On Wed, Sep 01, 2010 at 02:22:12AM +0300, Julian Anastasov wrote:
>       Add more code to IPVS to work with Netfilter connection
> tracking and fix some problems.
> - Allow IPVS to be compiled without connection tracking as in
> 2.6.35 and before. This can avoid keeping conntracks for all
> IPVS connections because this costs memory. ip_vs_ftp still
> depends on connection tracking and NAT as implemented for 2.6.36.
> - Add sysctl var "conntrack" to enable connection tracking for
> all IPVS connections. For loaded IPVS directors it needs
> tuning of nf_conntrack_max limit.
> - Add IP_VS_CONN_F_NFCT connection flag to request the connection
> to use connection tracking. This allows user space to provide this
> flag, for example, in dest->conn_flags. This can be useful to
> request connection tracking per real server instead of forcing it
> for all connections with the "conntrack" sysctl. This flag is
> set currently only by ip_vs_ftp and of course by "conntrack" sysctl.
> - Add ip_vs_nfct.c file to hold all connection tracking code,
> by this way main code should not depend of netfilter conntrack
> support.
> - Return back the ip_vs_post_routing handler as in 2.6.35 and use
> skb->ipvs_property=1 to allow IPVS to work without connection
> tracking
> - new sysctl flag "snat_reroute". Recent kernels use
> ip_route_me_harder() to route LVS-NAT responses properly by
> VIP when there are multiple paths to client. But setups
> that do not have alternative default routes can skip this
> routing lookup by using snat_reroute=0.
> Connection tracking:
> - most of the code is already in 2.6.36-rc
> - alter conntrack reply tuple for LVS-NAT connections when first packet
> from client is forwarded and conntrack state is NEW or RELATED.
> Additionally, alter reply for RELATED connections from real server,
> again for packet in original direction.
> - add IP_VS_XMIT_TUNNEL to confirm conntrack (without altering
> reply) for LVS-TUN early because we want to call nf_reset. It is
> needed because we add IPIP header and we want the original conntrack
> to be preserved, not destroyed. The transmitted IPIP packets
> can reuse same conntrack, so we do not set skb->ipvs_property
> - try to destroy conntrack when the IPVS connection is destroyed.
> It is not fatal if conntrack disappears before that, it depends
> on the used timers.
> Fix problems from long time:
> - add skb->ip_summed = CHECKSUM_NONE for the LVS-TUN transmitters
> Fix problems only in 2.6.36-rc:
> - when altering PASV response in ip_vs_ftp we should check with
> nfct_nat(ct) if NAT is enabled for conntrack before calling
> nf_nat_mangle_tcp_packet. This avoids possible crash when
> iptable_nat is not loaded.
> - do not create expectation in ip_vs_ftp when PORT command is
> forwarded, leave it to nf_conntrack_ftp.c:help(). This
> avoids packet drops because nf_ct_expect_related() fails in help().
> Signed-off-by: Julian Anastasov <ja@xxxxxx>
> ---
>       Simon, this patch is against 2.6.36-rc2, I tested it
> for IPv4. In fact, it is ready for inclusion in net-next but
> I'm not sure if it applies properly.

I can fix that if you prefer.

> After first comments we can
> move the discussion to netdev. The snat_reroute part can be
> separated, if needed at all.

I'd prefer a separate patch.

> Also, IP_VS_CONN_F_NFCT can be
> added to ipvsadm as real server option.
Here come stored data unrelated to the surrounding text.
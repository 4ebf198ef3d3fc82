use std::collections::BTreeSet;
use std::time::Duration;

use tracing::{debug, trace};

use crate::cancel::CancelFlag;
use crate::clock::Clock;
use crate::filename::ResolvedName;
use crate::fsview::{is_temp_name, DirectorySnapshot, DirectoryView};
use crate::matcher::ExistingFileMatcher;

#[derive(Clone, Debug, PartialEq, Eq)]
pub struct WatcherConfig {
    pub timeout: Duration,
    pub poll_interval: Duration,
    /// Pause used while a temp-suffixed entry is still present.
    pub temp_backoff: Duration,
    /// Consecutive equal-size samples required before a file counts as done.
    pub stability_checks: u32,
    pub stability_interval: Duration,
}

impl Default for WatcherConfig {
    fn default() -> Self {
        Self {
            timeout: Duration::from_secs(150),
            poll_interval: Duration::from_secs(1),
            temp_backoff: Duration::from_millis(1500),
            stability_checks: 3,
            stability_interval: Duration::from_secs(1),
        }
    }
}

#[derive(Clone, Debug, PartialEq, Eq)]
pub enum Completion {
    /// A new, non-temporary entry held its size across the stability window.
    Finished(String),
    /// A complete file representing the address was already on disk.
    AlreadyPresent(String),
    TimedOut,
    Cancelled,
}

/// Optional existing-file recheck performed when nothing new is stable yet.
#[derive(Clone, Copy)]
pub struct Recheck<'a> {
    pub matcher: &'a ExistingFileMatcher,
    pub name: &'a ResolvedName,
}

enum StableScan {
    Stable(String),
    Growing(String),
    Nothing,
}

/// Polls the download directory until a retrieval started after `snapshot`
/// has finished writing.
#[derive(Clone, Debug, Default)]
pub struct DownloadCompletionWatcher {
    config: WatcherConfig,
}

impl DownloadCompletionWatcher {
    pub fn new(config: WatcherConfig) -> Self {
        Self { config }
    }

    pub fn config(&self) -> &WatcherConfig {
        &self.config
    }

    pub fn wait(
        &self,
        view: &dyn DirectoryView,
        clock: &dyn Clock,
        snapshot: &DirectorySnapshot,
        recheck: Option<Recheck<'_>>,
        cancel: &CancelFlag,
    ) -> Completion {
        let deadline = clock.deadline(self.config.timeout);
        let mut cycle: u64 = 0;

        while !clock.reached(deadline) {
            if cancel.is_cancelled() {
                return Completion::Cancelled;
            }
            cycle += 1;

            let current = match view.list() {
                Ok(current) => current,
                Err(err) => {
                    debug!(target: "autofetch::watcher", cycle, error = %err, "listing failed; no new information this cycle");
                    BTreeSet::new()
                }
            };
            let fresh = snapshot.new_entries(&current);

            if let Some(pending) = fresh.iter().find(|name| is_temp_name(name)) {
                trace!(target: "autofetch::watcher", cycle, pending = %pending, "download still in progress");
                clock.sleep(self.config.temp_backoff);
                continue;
            }

            match self.first_stable(view, clock, &fresh) {
                StableScan::Stable(name) => {
                    debug!(target: "autofetch::watcher", cycle, file = %name, "download finished");
                    return Completion::Finished(name);
                }
                StableScan::Growing(name) => {
                    trace!(target: "autofetch::watcher", cycle, file = %name, "size changed during stability window");
                    continue;
                }
                StableScan::Nothing => {}
            }

            if let Some(Recheck { matcher, name: target }) = recheck {
                if let Some(name) = matcher.find_existing_named(view, target) {
                    let is_fresh = fresh.iter().any(|entry| **entry == name);
                    if !is_fresh && !is_temp_name(&name) {
                        debug!(target: "autofetch::watcher", cycle, file = %name, "target already present");
                        return Completion::AlreadyPresent(name);
                    }
                }
            }

            clock.sleep(self.config.poll_interval);
        }

        Completion::TimedOut
    }

    fn first_stable(
        &self,
        view: &dyn DirectoryView,
        clock: &dyn Clock,
        fresh: &[&String],
    ) -> StableScan {
        'candidates: for name in fresh {
            if !view.exists(name) {
                continue;
            }
            let Ok(size) = view.size(name) else {
                continue;
            };
            for _ in 0..self.config.stability_checks {
                clock.sleep(self.config.stability_interval);
                match view.size(name) {
                    Ok(sampled) if sampled == size => {}
                    Ok(_) => return StableScan::Growing(name.to_string()),
                    // vanished mid-window (renamed or removed)
                    Err(_) => continue 'candidates,
                }
            }
            return StableScan::Stable(name.to_string());
        }
        StableScan::Nothing
    }
}

#[cfg(test)]
mod tests {
    use super::*;
    use crate::clock::ManualClock;
    use crate::filename::FilenameResolver;
    use std::io;
    use std::path::Path;

    /// Directory whose contents follow a timeline of frames on a manual clock.
    struct TimelineDir {
        clock: ManualClock,
        frames: Vec<(Duration, Vec<(&'static str, u64)>)>,
        broken: bool,
    }

    impl TimelineDir {
        fn new(clock: &ManualClock, frames: Vec<(u64, Vec<(&'static str, u64)>)>) -> Self {
            Self {
                clock: clock.clone(),
                frames: frames
                    .into_iter()
                    .map(|(ms, files)| (Duration::from_millis(ms), files))
                    .collect(),
                broken: false,
            }
        }

        fn frame(&self) -> &[(&'static str, u64)] {
            let now = self.clock.elapsed();
            self.frames
                .iter()
                .rev()
                .find(|(at, _)| *at <= now)
                .map(|(_, files)| files.as_slice())
                .unwrap_or(&[])
        }
    }

    impl DirectoryView for TimelineDir {
        fn root(&self) -> &Path {
            Path::new("/sim")
        }

        fn list(&self) -> io::Result<BTreeSet<String>> {
            if self.broken {
                return Err(io::Error::new(io::ErrorKind::PermissionDenied, "denied"));
            }
            Ok(self.frame().iter().map(|(n, _)| n.to_string()).collect())
        }

        fn size(&self, name: &str) -> io::Result<u64> {
            self.frame()
                .iter()
                .find(|(n, _)| *n == name)
                .map(|(_, s)| *s)
                .ok_or_else(|| io::Error::new(io::ErrorKind::NotFound, name.to_string()))
        }

        fn exists(&self, name: &str) -> bool {
            self.frame().iter().any(|(n, _)| *n == name)
        }
    }

    fn watcher(timeout_secs: u64) -> DownloadCompletionWatcher {
        DownloadCompletionWatcher::new(WatcherConfig {
            timeout: Duration::from_secs(timeout_secs),
            ..WatcherConfig::default()
        })
    }

    #[test]
    fn temp_file_then_stable_final_file_is_reported() {
        let clock = ManualClock::new();
        let dir = TimelineDir::new(
            &clock,
            vec![
                (0, vec![("old.zip", 10)]),
                (500, vec![("old.zip", 10), ("movie.rar.crdownload", 100)]),
                (2_000, vec![("old.zip", 10), ("movie.rar.crdownload", 4_000)]),
                (4_000, vec![("old.zip", 10), ("movie.rar", 5_000)]),
            ],
        );
        let snapshot = DirectorySnapshot::from_names(["old.zip"]);

        let outcome = watcher(150).wait(&dir, &clock, &snapshot, None, &CancelFlag::new());
        assert_eq!(outcome, Completion::Finished("movie.rar".into()));
        assert!(clock.elapsed() >= Duration::from_secs(7));
    }

    #[test]
    fn unbounded_timeout_still_reports_finished_file() {
        let clock = ManualClock::new();
        let dir = TimelineDir::new(
            &clock,
            vec![(0, vec![]), (1_000, vec![("movie.rar", 5_000)])],
        );
        let outcome = DownloadCompletionWatcher::new(WatcherConfig {
            timeout: Duration::from_secs(u64::MAX),
            ..WatcherConfig::default()
        })
        .wait(
            &dir,
            &clock,
            &DirectorySnapshot::default(),
            None,
            &CancelFlag::new(),
        );
        assert_eq!(outcome, Completion::Finished("movie.rar".into()));
    }

    #[test]
    fn size_change_during_window_delays_completion() {
        let clock = ManualClock::new();
        let dir = TimelineDir::new(
            &clock,
            vec![
                (0, vec![]),
                (1_000, vec![("movie.rar", 1_000)]),
                (2_500, vec![("movie.rar", 2_000)]),
                (6_000, vec![("movie.rar", 3_000)]),
            ],
        );
        let snapshot = DirectorySnapshot::default();

        let outcome = watcher(150).wait(&dir, &clock, &snapshot, None, &CancelFlag::new());
        assert_eq!(outcome, Completion::Finished("movie.rar".into()));
        // the final size appears at 6s and must then hold for a full window
        assert!(clock.elapsed() >= Duration::from_secs(9));
    }

    #[test]
    fn growing_file_is_never_returned_before_deadline() {
        let clock = ManualClock::new();
        let frames = (1..=40u64)
            .map(|i| (i * 500, vec![("movie.rar", i * 1_000)]))
            .collect();
        let dir = TimelineDir::new(&clock, frames);

        let outcome = watcher(15).wait(
            &dir,
            &clock,
            &DirectorySnapshot::default(),
            None,
            &CancelFlag::new(),
        );
        assert_eq!(outcome, Completion::TimedOut);
    }

    #[test]
    fn recheck_reports_complete_file_already_on_disk() {
        let clock = ManualClock::new();
        let dir = TimelineDir::new(&clock, vec![(0, vec![("game.rar", 42)])]);
        let snapshot = DirectorySnapshot::from_names(["game.rar"]);
        let matcher = ExistingFileMatcher::new(FilenameResolver::new());
        let target = ResolvedName::new("game.rar");
        let recheck = Recheck {
            matcher: &matcher,
            name: &target,
        };

        let outcome = watcher(150).wait(&dir, &clock, &snapshot, Some(recheck), &CancelFlag::new());
        assert_eq!(outcome, Completion::AlreadyPresent("game.rar".into()));
    }

    #[test]
    fn recheck_ignores_in_progress_matches() {
        let clock = ManualClock::new();
        let dir = TimelineDir::new(&clock, vec![(0, vec![("game.rar.part", 42)])]);
        let snapshot = DirectorySnapshot::from_names(["game.rar.part"]);
        let matcher = ExistingFileMatcher::new(FilenameResolver::new());
        let target = ResolvedName::new("game.rar");
        let recheck = Recheck {
            matcher: &matcher,
            name: &target,
        };

        let outcome = watcher(5).wait(&dir, &clock, &snapshot, Some(recheck), &CancelFlag::new());
        assert_eq!(outcome, Completion::TimedOut);
    }

    #[test]
    fn listing_errors_are_retried_until_timeout() {
        let clock = ManualClock::new();
        let mut dir = TimelineDir::new(&clock, vec![(0, vec![("movie.rar", 1)])]);
        dir.broken = true;

        let outcome = watcher(10).wait(
            &dir,
            &clock,
            &DirectorySnapshot::default(),
            None,
            &CancelFlag::new(),
        );
        assert_eq!(outcome, Completion::TimedOut);
        assert!(clock.elapsed() >= Duration::from_secs(10));
    }

    #[test]
    fn cancellation_is_observed_between_cycles() {
        let clock = ManualClock::new();
        let dir = TimelineDir::new(&clock, vec![(0, vec![])]);
        let cancel = CancelFlag::new();
        cancel.cancel();

        let outcome = watcher(150).wait(&dir, &clock, &DirectorySnapshot::default(), None, &cancel);
        assert_eq!(outcome, Completion::Cancelled);
        assert_eq!(clock.elapsed(), Duration::ZERO);
    }
}
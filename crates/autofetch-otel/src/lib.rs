use once_cell::sync::OnceCell;
use tracing_appender::rolling::{RollingFileAppender, Rotation};
use tracing_subscriber::filter::Targets;
use tracing_subscriber::{
    fmt,
    layer::{Layer, SubscriberExt},
    util::SubscriberInitExt,
    EnvFilter,
};

static FILE_GUARD: OnceCell<tracing_appender::non_blocking::WorkerGuard> = OnceCell::new();

const FILE_PREFIX: &str = "autofetch.log";

/// Install the global subscriber: console output filtered by `RUST_LOG`
/// (default `info`), plus a rolling run log under `AUTOFETCH_LOG_DIR` when
/// that variable is set. Calling it twice is harmless.
pub fn init() {
    let filter = EnvFilter::try_from_default_env().unwrap_or_else(|_| EnvFilter::new("info"));
    let registry = tracing_subscriber::registry().with(fmt::layer().with_filter(filter));

    let Some(dir) = std::env::var("AUTOFETCH_LOG_DIR").ok().filter(|d| !d.trim().is_empty())
    else {
        let _ = registry.try_init();
        return;
    };

    if let Err(err) = std::fs::create_dir_all(&dir) {
        let _ = registry.try_init();
        tracing::warn!(directory = %dir, error = %err, "failed to create log directory; file logging disabled");
        return;
    }
    let rotation = parse_rotation(std::env::var("AUTOFETCH_LOG_ROTATION").ok().as_deref());
    let (writer, guard) =
        tracing_appender::non_blocking(RollingFileAppender::new(rotation, &dir, FILE_PREFIX));
    let _ = FILE_GUARD.set(guard);

    // the file keeps engine detail even when the console is quieter
    let targets = Targets::new().with_target("autofetch", tracing::Level::DEBUG);
    let file_layer = fmt::layer()
        .with_ansi(false)
        .with_writer(writer)
        .with_filter(targets);
    let _ = registry.with(file_layer).try_init();
}

/// `hourly`, `minutely` or `never`; anything else rotates daily.
pub fn parse_rotation(raw: Option<&str>) -> Rotation {
    match raw.map(|r| r.trim().to_ascii_lowercase()).as_deref() {
        Some("hourly") => Rotation::HOURLY,
        Some("minutely") => Rotation::MINUTELY,
        Some("never") => Rotation::NEVER,
        _ => Rotation::DAILY,
    }
}
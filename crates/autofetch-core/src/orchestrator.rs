//! Sequential per-address driver composing matcher, session manager,
//! provider and completion watcher.

use std::time::Duration;

use autofetch_session::{InteractionProvider, SessionHandle};
use serde::Serialize;
use tracing::{debug, info, warn};

use crate::cancel::CancelFlag;
use crate::clock::Clock;
use crate::error::FetchError;
use crate::filename::ResolvedName;
use crate::fsview::{DirectorySnapshot, DirectoryView};
use crate::matcher::ExistingFileMatcher;
use crate::session::SessionLifecycleManager;
use crate::util::truncate_chars;
use crate::watcher::{Completion, DownloadCompletionWatcher, Recheck, WatcherConfig};

const LABEL_MAX_CHARS: usize = 60;

#[derive(Clone, Debug, PartialEq)]
pub struct LoopConfig {
    /// Successful downloads before the session is rotated (0 disables).
    pub session_refresh: u32,
    pub delay_between: Duration,
    /// Pause after discarding a session, before establishing the next one.
    pub restart_pause: Duration,
    pub watcher: WatcherConfig,
}

impl Default for LoopConfig {
    fn default() -> Self {
        Self {
            session_refresh: 10,
            delay_between: Duration::from_secs(2),
            restart_pause: Duration::from_secs(1),
            watcher: WatcherConfig::default(),
        }
    }
}

#[derive(Clone, Debug, PartialEq, Eq, Serialize)]
#[serde(tag = "status", rename_all = "snake_case")]
pub enum Outcome {
    Skipped { existing: String },
    Succeeded { filename: String },
    Failed { reason: String, kind: &'static str },
}

impl Outcome {
    fn failed(err: &FetchError) -> Self {
        Outcome::Failed {
            reason: err.to_string(),
            kind: err.slug(),
        }
    }
}

#[derive(Clone, Copy, Debug, Default, PartialEq, Eq, Serialize)]
pub struct Tally {
    pub succeeded: usize,
    pub skipped: usize,
    pub failed: usize,
}

impl Tally {
    pub fn record(&mut self, outcome: &Outcome) {
        match outcome {
            Outcome::Skipped { .. } => self.skipped += 1,
            Outcome::Succeeded { .. } => self.succeeded += 1,
            Outcome::Failed { .. } => self.failed += 1,
        }
    }

    pub fn total(&self) -> usize {
        self.succeeded + self.skipped + self.failed
    }

    /// Addresses whose file is on disk after the run.
    pub fn available(&self) -> usize {
        self.succeeded + self.skipped
    }

    pub fn percent(count: usize, of: usize) -> f64 {
        if of == 0 {
            0.0
        } else {
            count as f64 / of as f64 * 100.0
        }
    }
}

/// One entry of the outcome stream.
#[derive(Clone, Debug, Serialize)]
pub struct ItemReport {
    pub index: usize,
    pub total: usize,
    pub address: String,
    pub label: String,
    pub outcome: Outcome,
}

#[derive(Clone, Debug, PartialEq, Eq, Serialize)]
#[serde(tag = "reason", content = "detail", rename_all = "snake_case")]
pub enum Abort {
    Cancelled,
    SessionEstablish(String),
}

#[derive(Clone, Debug, Default, Serialize)]
pub struct RunReport {
    pub outcomes: Vec<(String, Outcome)>,
    pub tally: Tally,
    pub planned: usize,
    pub aborted: Option<Abort>,
}

impl RunReport {
    fn push(&mut self, address: &str, outcome: Outcome) {
        self.tally.record(&outcome);
        self.outcomes.push((address.to_string(), outcome));
    }
}

enum TriggerAttempt {
    Triggered,
    SessionDead(String),
    Failed(FetchError),
}

pub struct OrchestrationLoop<'a> {
    config: LoopConfig,
    view: &'a dyn DirectoryView,
    clock: &'a dyn Clock,
    matcher: &'a ExistingFileMatcher,
    watcher: DownloadCompletionWatcher,
    sessions: SessionLifecycleManager,
    cancel: CancelFlag,
}

impl<'a> OrchestrationLoop<'a> {
    pub fn new(
        config: LoopConfig,
        view: &'a dyn DirectoryView,
        clock: &'a dyn Clock,
        matcher: &'a ExistingFileMatcher,
        cancel: CancelFlag,
    ) -> Self {
        let watcher = DownloadCompletionWatcher::new(config.watcher.clone());
        let sessions = SessionLifecycleManager::new(config.session_refresh)
            .with_restart_pause(config.restart_pause);
        Self {
            config,
            view,
            clock,
            matcher,
            watcher,
            sessions,
            cancel,
        }
    }

    pub fn sessions(&self) -> &SessionLifecycleManager {
        &self.sessions
    }

    /// Resolve once per address; matching, labelling and the watcher recheck
    /// all reuse the result.
    fn resolve(&self, address: &str) -> Option<ResolvedName> {
        let resolved = self.matcher.resolver().resolve(address).into_name();
        if resolved.is_none() {
            debug!(target: "autofetch::loop", address, error = %FetchError::UnresolvableName, "matching and labelling fall back to the address");
        }
        resolved
    }

    /// Process every address in order. The report always carries the tally of
    /// what was recorded, including after a fatal abort.
    pub fn run(
        &mut self,
        addresses: &[String],
        provider: &mut dyn InteractionProvider,
        on_item: &mut dyn FnMut(&ItemReport),
    ) -> RunReport {
        let mut report = RunReport {
            planned: addresses.len(),
            ..RunReport::default()
        };
        let total = addresses.len();

        for (idx, address) in addresses.iter().enumerate() {
            if self.cancel.is_cancelled() {
                report.aborted = Some(Abort::Cancelled);
                break;
            }

            let resolved = self.resolve(address);
            let label = label_for(address, resolved.as_ref());
            info!(target: "autofetch::loop", index = idx + 1, total, %label, "processing address");

            let (outcome, interrupted) = match self.process(address, resolved.as_ref(), provider) {
                Ok(outcome) => (outcome, false),
                Err(FetchError::SessionEstablish(msg)) => {
                    warn!(target: "autofetch::loop", error = %msg, "cannot establish a session; aborting run");
                    report.aborted = Some(Abort::SessionEstablish(msg));
                    break;
                }
                Err(err) => (Outcome::failed(&err), err.is_fatal()),
            };
            // skipped addresses never reached the target service
            let paced = !matches!(outcome, Outcome::Skipped { .. });

            if matches!(outcome, Outcome::Succeeded { .. }) {
                self.sessions.record_success();
            }
            info!(target: "autofetch::loop", %label, outcome = ?outcome, "address finished");
            on_item(&ItemReport {
                index: idx + 1,
                total,
                address: address.clone(),
                label,
                outcome: outcome.clone(),
            });
            report.push(address, outcome);

            if interrupted || self.cancel.is_cancelled() {
                report.aborted = Some(Abort::Cancelled);
                break;
            }
            if paced && idx + 1 < total {
                self.clock.sleep(self.config.delay_between);
            }
        }

        self.sessions.shutdown(provider);
        report
    }

    fn process(
        &mut self,
        address: &str,
        resolved: Option<&ResolvedName>,
        provider: &mut dyn InteractionProvider,
    ) -> Result<Outcome, FetchError> {
        if let Some(existing) =
            resolved.and_then(|name| self.matcher.find_existing_named(self.view, name))
        {
            return Ok(Outcome::Skipped { existing });
        }

        if self.sessions.needs_session() {
            if let Some(handle) = self.sessions.handle() {
                info!(
                    target: "autofetch::loop",
                    session = %handle.id,
                    age_secs = handle.age().num_seconds(),
                    successes = self.sessions.successes_since_refresh(),
                    state = self.sessions.state().as_str(),
                    "rotating session"
                );
            }
            self.restart_session(provider)?;
        }

        let snapshot = self.trigger_with_retry(address, provider)?;
        let recheck = resolved.map(|name| Recheck {
            matcher: self.matcher,
            name,
        });
        match self
            .watcher
            .wait(self.view, self.clock, &snapshot, recheck, &self.cancel)
        {
            Completion::Finished(filename) | Completion::AlreadyPresent(filename) => {
                Ok(Outcome::Succeeded { filename })
            }
            Completion::TimedOut => Err(FetchError::CompletionTimeout(self.watcher.config().timeout)),
            Completion::Cancelled => Err(FetchError::Cancelled),
        }
    }

    /// Trigger the address, refreshing the session and retrying exactly once
    /// if the provider reports the session dead. Returns the pre-trigger
    /// snapshot of the attempt that succeeded.
    fn trigger_with_retry(
        &mut self,
        address: &str,
        provider: &mut dyn InteractionProvider,
    ) -> Result<DirectorySnapshot, FetchError> {
        let mut retried = false;
        loop {
            let snapshot = DirectorySnapshot::capture(self.view)?;
            let handle = self.current_handle()?;
            match self.attempt_trigger(&handle, address, provider) {
                TriggerAttempt::Triggered => return Ok(snapshot),
                TriggerAttempt::Failed(err) => return Err(err),
                TriggerAttempt::SessionDead(msg) => {
                    self.sessions.mark_expired();
                    if retried {
                        return Err(FetchError::SessionDead(msg));
                    }
                    warn!(target: "autofetch::loop", address, error = %msg, "session died; restarting and retrying once");
                    self.restart_session(provider)?;
                    retried = true;
                }
            }
        }
    }

    fn attempt_trigger(
        &self,
        handle: &SessionHandle,
        address: &str,
        provider: &mut dyn InteractionProvider,
    ) -> TriggerAttempt {
        if !provider.probe(handle) {
            return TriggerAttempt::SessionDead("liveness probe failed".to_string());
        }
        match provider.open_and_trigger(handle, address) {
            Ok(report) if !report.session_alive => {
                TriggerAttempt::SessionDead("provider reported session loss".to_string())
            }
            Ok(report) if !report.triggered => TriggerAttempt::Failed(FetchError::NoTriggerFound(
                format!("no actionable element on {address}"),
            )),
            Ok(_) => TriggerAttempt::Triggered,
            Err(err) if err.is_session_dead() => TriggerAttempt::SessionDead(err.to_string()),
            Err(err) => TriggerAttempt::Failed(err.into()),
        }
    }

    fn restart_session(&mut self, provider: &mut dyn InteractionProvider) -> Result<(), FetchError> {
        let handle = self.sessions.refresh(provider, self.clock)?;
        debug!(target: "autofetch::loop", session = %handle.id, "session ready");
        Ok(())
    }

    fn current_handle(&self) -> Result<SessionHandle, FetchError> {
        self.sessions
            .handle()
            .cloned()
            .ok_or_else(|| FetchError::SessionDead("no active session".to_string()))
    }
}

/// Display label for an address: its resolved filename, or a prefix of the
/// address itself.
fn label_for(address: &str, resolved: Option<&ResolvedName>) -> String {
    match resolved {
        Some(name) => name.as_str().to_string(),
        None => truncate_chars(address, LABEL_MAX_CHARS),
    }
}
I can handle ipvsadm patches these days.
I can even make the patch if you'd prefer.

> The two problems
> in ip_vs_ftp can be also fixed in next 2.6.36-rc kernels.

Yes, as they are regressions since 2.6.35 please break those changes out
into one or two separate patches so they can be submitted for inclusion in

> May be Hannes Eder can comment if he can see these problems.
> But I worry that this full patch is needed for 2.6.36
> because not all systems use netfilter conntrack and are
> not tuned for many conntracks. Now 2.6.36 can come as
> surprise to them because IPVS requires Netfilter connection
> tracking support.

Unfortunately I think its too late to get the bulk of this into 2.6.36.
Are you concerned about a performance problem? Even when
Hannes's new features aren't used? Is the snat_reroute flag a
solution/workaround? If so we could try to get that into 2.6.36,
although I'm not sure how well it would be received.